ACCC tick gives Qantas wings
The ACCC's approval of the Qantas-Emirates tie-up will allow the flying kangaroo to move away from its UK-oriented agenda and re-focus on growing much closer to home.
It has to be said that the Australian Competition and Consumer Commission's draft decision on the proposed alliance between Qantas and Emirates, which contains one big tick and one small asterisk, isn't a major surprise.
With Qantas International having lost the best part of $700 million in the past two years and still haemorrhaging, having shrunk its route network and facing an inexorable build up in capacity and competitors from Middle Eastern and Asian carriers on its routes into Asia and Europe, the viability of that business is in serious question if the status quo prevails. The concept of Qantas as a virtual international carrier in the future was a very real one.
With or without the alliance Singapore Airlines, Etihad, Malaysia, Cathay Pacific, Qatar and a growing number of Chinese carriers will continue to target the key routes between Australia, Asia and Europe and exploit the substantial structural cost advantages hub carriers have over an end-of-the-line carrier with legacy cost structures like Qantas.
The Middle Eastern carriers – and Singapore Airlines – have labour costs about half those of Qantas. Their operating costs per available seat kilometre are, according to the ACCC, at least 15 per cent lower and as much as 30 per cent to 40 per cent lower.

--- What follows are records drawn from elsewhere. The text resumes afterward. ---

use std::time::Duration;

use async_trait::async_trait;
use kube::ResourceExt;
use tracing::info;

use super::event_invoke::{self, EventInvokeOp};
use super::{Applied, AwsCtx, KindStatus, ResourceManager};
use crate::aws::arn::function_name;
use crate::aws::{AwsResultExt, EventInvokeConfig, FunctionConfiguration, PublishVersionInput};
use crate::config::TimingConfig;
use crate::controller::ReconcileErr;
use crate::controller::references::{FUNCTION, ReferenceResolver};
use crate::crd::version::{Version, VersionSpec};
use crate::crd::{AckResource, ManagedFields};

#[derive(Clone, Debug)]
pub struct VersionDesired {
    pub spec: VersionSpec,
    pub function_name: String,
}

#[derive(Clone, Debug)]
pub struct VersionObserved {
    pub config: FunctionConfiguration,
    pub event_invoke: Option<EventInvokeConfig>,
}

pub struct VersionManager;

#[async_trait]
impl ResourceManager for VersionManager {
    type Kind = Version;
    type Desired = VersionDesired;
    type Observed = VersionObserved;
    type Op = EventInvokeOp;

    async fn resolve(
        &self,
        obj: &Version,
        refs: &ReferenceResolver,
    ) -> Result<VersionDesired, ReconcileErr> {
        let ns = obj.namespace().unwrap_or_else(|| "default".into());
        let function_name = refs
            .require(
                &ns,
                "functionName",
                obj.spec.function_name.as_deref(),
                obj.spec.function_ref.as_ref(),
                &FUNCTION,
            )
            .await?;
        Ok(VersionDesired {
            spec: obj.spec.clone(),
            function_name,
        })
    }

    fn desired_from_status(&self, obj: &Version) -> Option<VersionDesired> {
        let arn = obj.ack()?.arn()?;
        Some(VersionDesired {
            spec: obj.spec.clone(),
            function_name: function_name(arn).to_string(),
        })
    }

    fn has_references(&self, obj: &Version) -> bool {
        obj.spec.function_ref.is_some()
    }

    /// Nothing exists until a version number is recorded.
    async fn read(
        &self,
        aws: &AwsCtx<'_>,
        desired: &VersionDesired,
        status: &KindStatus<Version>,
    ) -> Result<Option<VersionObserved>, ReconcileErr> {
        let Some(version) = status.version.as_deref() else {
            return Ok(None);
        };
        let api = aws.api;
        let fname = desired.function_name.as_str();
        let Some(config) = aws
            .call("GetFunctionConfiguration", move || {
                api.get_function_configuration(fname, Some(version))
            })
            .await
            .found()?
        else {
            return Ok(None);
        };
        let event_invoke = event_invoke::read(aws, fname, Some(version)).await?;
        Ok(Some(VersionObserved {
            config,
            event_invoke,
        }))
    }

    async fn create(
        &self,
        aws: &AwsCtx<'_>,
        desired: &VersionDesired,
        status: &mut KindStatus<Version>,
    ) -> Result<Option<String>, ReconcileErr> {
        let spec = &desired.spec;
        let input = PublishVersionInput {
            function_name: desired.function_name.clone(),
            description: spec.description.clone(),
            code_sha256: spec.code_sha256.clone(),
            revision_id: spec.revision_id.clone(),
        };
        let api = aws.api;
        let cfg = aws
            .call("PublishVersion", move || api.publish_version(input.clone()))
            .await?;
        info!(function = %desired.function_name, version = ?cfg.version, "version published");
        status.version = cfg.version.clone();
        status.state = cfg.state.clone();
        status.code_sha256 = cfg.code_sha256.clone();
        status.last_modified = cfg.last_modified.clone();
        Ok(Some(cfg.function_arn))
    }

    fn requeue_hint(
        &self,
        observed: &VersionObserved,
        timing: &TimingConfig,
    ) -> Option<(Duration, String)> {
        (observed.config.state.as_deref() == Some("Pending"))
            .then(|| (timing.pending_requeue(), "Version is Pending".to_string()))
    }

    /// Published versions are immutable apart from their event-invoke config.
    fn plan(
        &self,
        desired: &VersionDesired,
        observed: &VersionObserved,
        managed: &ManagedFields,
    ) -> Vec<EventInvokeOp> {
        event_invoke::plan(
            desired.spec.function_event_invoke_config.as_ref(),
            observed.event_invoke.as_ref(),
            managed.contains("functionEventInvokeConfig"),
        )
        .into_iter()
        .collect()
    }

    async fn apply(
        &self,
        aws: &AwsCtx<'_>,
        desired: &VersionDesired,
        observed: &VersionObserved,
        ops: Vec<EventInvokeOp>,
        _status: &mut KindStatus<Version>,
    ) -> Result<Applied, ReconcileErr> {
        let version = observed.config.version.as_deref();
        for op in ops {
            event_invoke::apply(aws, &desired.function_name, version, op).await?;
        }
        Ok(Applied::Continue)
    }

    async fn delete(
        &self,
        aws: &AwsCtx<'_>,
        desired: &VersionDesired,
        status: &KindStatus<Version>,
    ) -> Result<(), ReconcileErr> {
        let Some(version) = status.version.as_deref() else {
            return Ok(());
        };
        let api = aws.api;
        let fname = desired.function_name.as_str();
        aws.call("DeleteFunction", move || api.delete_function(fname, Some(version)))
            .await
            .ignore_not_found()?;
        Ok(())
    }

    fn project(&self, observed: &VersionObserved, status: &mut KindStatus<Version>) {
        let cfg = &observed.config;
        status.version = cfg.version.clone();
        status.state = cfg.state.clone();
        status.code_sha256 = cfg.code_sha256.clone();
        status.last_modified = cfg.last_modified.clone();
    }

    fn arn(&self, observed: &VersionObserved) -> Option<String> {
        Some(observed.config.function_arn.clone())
    }
}

#[cfg(test)]
mod tests {
    use super::*;
    use crate::crd::common::FunctionEventInvokeConfig;

    fn observed() -> VersionObserved {
        VersionObserved {
            config: FunctionConfiguration {
                function_name: "fn".into(),
                function_arn: "arn:aws:lambda:us-west-2:1:function:fn:3".into(),
                version: Some("3".into()),
                state: Some("Active".into()),
                ..Default::default()
            },
            event_invoke: None,
        }
    }

    #[test]
    fn only_event_invoke_config_is_mutable() {
        let mut spec = VersionSpec {
            function_name: Some("fn".into()),
            description: Some("changed after publish".into()),
            ..Default::default()
        };
        let d = VersionDesired {
            spec: spec.clone(),
            function_name: "fn".into(),
        };
        assert!(VersionManager.plan(&d, &observed(), &ManagedFields::new()).is_empty());

        spec.function_event_invoke_config = Some(FunctionEventInvokeConfig {
            maximum_retry_attempts: Some(0),
            ..Default::default()
        });
        let d = VersionDesired {
            spec,
            function_name: "fn".into(),
        };
        assert!(matches!(
            VersionManager.plan(&d, &observed(), &ManagedFields::new()).as_slice(),
            [EventInvokeOp::Put(c)] if c.maximum_retry_attempts == Some(0)
        ));
    }

    #[test]
    fn pending_versions_requeue() {
        let timing = TimingConfig::default();
        let mut obs = observed();
        assert!(VersionManager.requeue_hint(&obs, &timing).is_none());
        obs.config.state = Some("Pending".into());
        assert!(VersionManager.requeue_hint(&obs, &timing).is_some());
    }
}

The government-owned or controlled carriers (most of its key competitors) have access to more favourable tax regimes, lower costs of capital and favourable costs of access to government-funded infrastructure that add to the advantages and efficiencies associated with operating from hub locations. Many of them are quite new, which means they operate newer and more efficient fleets and offer more attractive product.
In the circumstances, the loss by the Qantas group of about 4.5 percentage points of market share on the Kangaroo route to the UK over the past five years isn't surprising, nor is it a surprise that other end-of-the-line carriers like British Airways and Virgin Atlantic have also lost share, with that lost share being picked up by the Middle Eastern carriers. The later arrivals from China are now ratcheting up the frequency of their flights and will inevitably have an increasing impact.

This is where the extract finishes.